Apart from Hong Kong, which is run as a separate territory, Shanghai is China’s most international and cosmopolitan city, a glitzy home to global companies with ambitions to become a world financial center by 2020.

The official Xinhua news agency said the government could not shake responsibility for what happened. It asked why there were apparently so few police on duty for the tens of thousands thronging Shanghai’s famous waterfront, known as the Bund.

“It was a lack of vigilance from the government, a sloppiness,” the news agency wrote.

Xinhua noted that the crush happened not far from a much trumpeted new free trade zone described as the “pride of the country”.

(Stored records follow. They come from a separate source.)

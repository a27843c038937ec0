//! Repository for the `notifications` table.

use beehive_core::types::DbId;
use sqlx::PgPool;

use crate::models::notification::Notification;

const COLUMNS: &str = "id, account_id, username, filename, title, sentiment, seen, created_at";

pub struct NotificationRepo;

impl NotificationRepo {
    /// Record an upload notification for the admin dashboard.
    pub async fn create(
        pool: &PgPool,
        account_id: DbId,
        username: &str,
        filename: &str,
        title: &str,
        sentiment: Option<&str>,
    ) -> Result<Notification, sqlx::Error> {
        let query = format!(
            "INSERT INTO notifications (account_id, username, filename, title, sentiment)
             VALUES ($1, $2, $3, $4, $5)
             RETURNING {COLUMNS}"
        );
        sqlx::query_as::<_, Notification>(&query)
            .bind(account_id)
            .bind(username)
            .bind(filename)
            .bind(title)
            .bind(sentiment)
            .fetch_one(pool)
            .await
    }

    /// List unseen notifications, newest first.
    pub async fn list_unseen(pool: &PgPool) -> Result<Vec<Notification>, sqlx::Error> {
        let query = format!(
            "SELECT {COLUMNS} FROM notifications
             WHERE seen = false
             ORDER BY created_at DESC"
        );
        sqlx::query_as::<_, Notification>(&query).fetch_all(pool).await
    }

    /// Atomically mark all unseen notifications seen and return them, newest
    /// first. One statement, so a concurrent reader never observes a
    /// half-marked batch.
    pub async fn take_unseen(pool: &PgPool) -> Result<Vec<Notification>, sqlx::Error> {
        let query = format!(
            "UPDATE notifications SET seen = true
             WHERE seen = false
             RETURNING {COLUMNS}"
        );
        let mut rows = sqlx::query_as::<_, Notification>(&query)
            .fetch_all(pool)
            .await?;
        rows.sort_by(|a, b| b.created_at.cmp(&a.created_at));
        Ok(rows)
    }
}
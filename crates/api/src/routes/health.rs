use axum::extract::State;
use axum::{routing::get, Json, Router};
use serde::Serialize;

use crate::state::AppState;

/// Health check response payload.
#[derive(Serialize)]
pub struct HealthResponse {
    /// Overall service status.
    pub status: &'static str,
    /// Crate version from Cargo.toml.
    pub version: &'static str,
    /// Whether the database is reachable.
    pub db_healthy: bool,
}

/// GET /health -- returns service and database health.
async fn health_check(State(state): State<AppState>) -> Json<HealthResponse> {
    let db_healthy = beehive_db::health_check(&state.pool).await.is_ok();

    let status = if db_healthy { "ok" } else { "degraded" };

    Json(HealthResponse {
        status,
        version: env!("CARGO_PKG_VERSION"),
        db_healthy,
    })
}

/// Mount health check routes (intended for root-level, NOT under `/api/v1`).
pub fn router() -> Router<AppState> {
    Router::new().route("/health", get(health_check))
}
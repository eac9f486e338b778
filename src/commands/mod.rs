//! CLI command implementations for herakles-procstat.
//!
//! This module provides implementations for all CLI subcommands:
//! - `show`: One process in detail
//! - `tree`: Descendant tree
//! - `ancestors`: Ancestor chain
//! - `top`: Busiest processes over a sampling interval
//! - `check`: System validation
//! - `config`: Configuration file generation
//! - `generate`: Synthetic procfs fixture generation

pub mod ancestors;
pub mod check;
pub mod config;
pub mod generate;
pub mod show;
pub mod top;
pub mod tree;

// Re-export command functions
pub use ancestors::command_ancestors;
pub use check::command_check;
pub use config::command_config;
pub use generate::command_generate_fixture;
pub use show::command_show;
pub use top::command_top;
pub use tree::command_tree;

use anyhow::Result;
use herakles_procstat::Host;
use serde::Serialize;
use std::path::Path;

use crate::cli::OutputFormat;
use crate::config::Config;

/// Host for the configured procfs root.
pub(crate) fn host_for(config: &Config) -> Result<Host> {
    let root = config.proc_root();
    if root == Path::new("/proc") {
        Ok(Host::detect()?)
    } else {
        Ok(Host::with_proc_root(root))
    }
}

/// Serializes `report` in the structured formats, or renders it with `text`.
pub(crate) fn render<T, F>(report: &T, format: OutputFormat, text: F) -> Result<String>
where
    T: Serialize,
    F: FnOnce(&T) -> String,
{
    Ok(match format {
        OutputFormat::Text => text(report),
        OutputFormat::Json => serde_json::to_string_pretty(report)?,
        OutputFormat::Yaml => serde_yaml::to_string(report)?,
        OutputFormat::Toml => toml::to_string_pretty(report)?,
    })
}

“The disaster, which happened in China’s financial hub of Shanghai, served as a wake-up call that the world’s second-largest economy is still a developing country which has fragile social management,” it said in an English-language commentary.

Shanghai people echoed those complaints.

“There was not enough policing and planning. It is really sad to see a stampede happen in a big city like Shanghai,” said resident Tang Lifeng, 38.

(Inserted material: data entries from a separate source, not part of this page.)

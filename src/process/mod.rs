//! Process introspection: record parsing, handles, CPU usage and relationships.
//!
//! This module provides:
//! - `stat`: Parser for the per-process `stat` record
//! - `source`: Host collaborators (record source, enumeration, clock)
//! - `handle`: The [`Process`] handle
//! - `cpu`: CPU time conversion and usage calculation
//! - `counters`: I/O accounting and context switches
//! - `tree`: Parent/child resolution over a process scan
//! - `scanner`: Process discovery on a procfs root

pub mod counters;
pub mod cpu;
pub mod handle;
pub mod scanner;
pub mod source;
pub mod stat;
pub mod tree;

// Re-export commonly used types
pub use counters::{parse_ctx_switches, parse_io, CtxSwitches, IoCounters};
pub use cpu::{percent_between, CpuSample, CpuTimes, CLK_TCK, PAGE_SIZE};
pub use handle::{Identity, MemoryInfo, Process};
pub use scanner::collect_pids;
pub use source::{EnumerationService, Host, HostClock, ProcFs, RecordSource, SystemClock};
pub use stat::{parse_stat, ProcessState, ResourceLimit, StatSnapshot, TtyDevice, ROOT_PPID};
pub use tree::{walk_ancestors, ProcessTable};

use crate::error::Result;

/// Pids of every live process, in enumeration order.
pub fn pids(host: &Host) -> Result<Vec<u32>> {
    host.enumeration().list_pids()
}

pub fn pid_exists(host: &Host, pid: u32) -> Result<bool> {
    host.enumeration().pid_exists(pid)
}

The site of the stampede was cordoned off on Friday, with grieving relatives holding a candlelight memorial. Most victims were students in their 20s.

City officials said one Taiwanese was among the dead. Of the 47 injured, 13 were in critical condition, they said.

The waterfront has become a New Year countdown site in recent years after authorities brought in performances such as 3D light shows and fireworks. Celebrations in 2013 drew more than 300,000 revelers.

Police have given few answers, saying an investigation is going on. On Thursday, they did not allow foreign media into a briefing, underscoring concern about negative coverage.

They have dismissed reports that a rush to pick up coupons thrown from a bar overlooking the Bund was the cause, with focus shifting to overcrowding on a raised viewing area.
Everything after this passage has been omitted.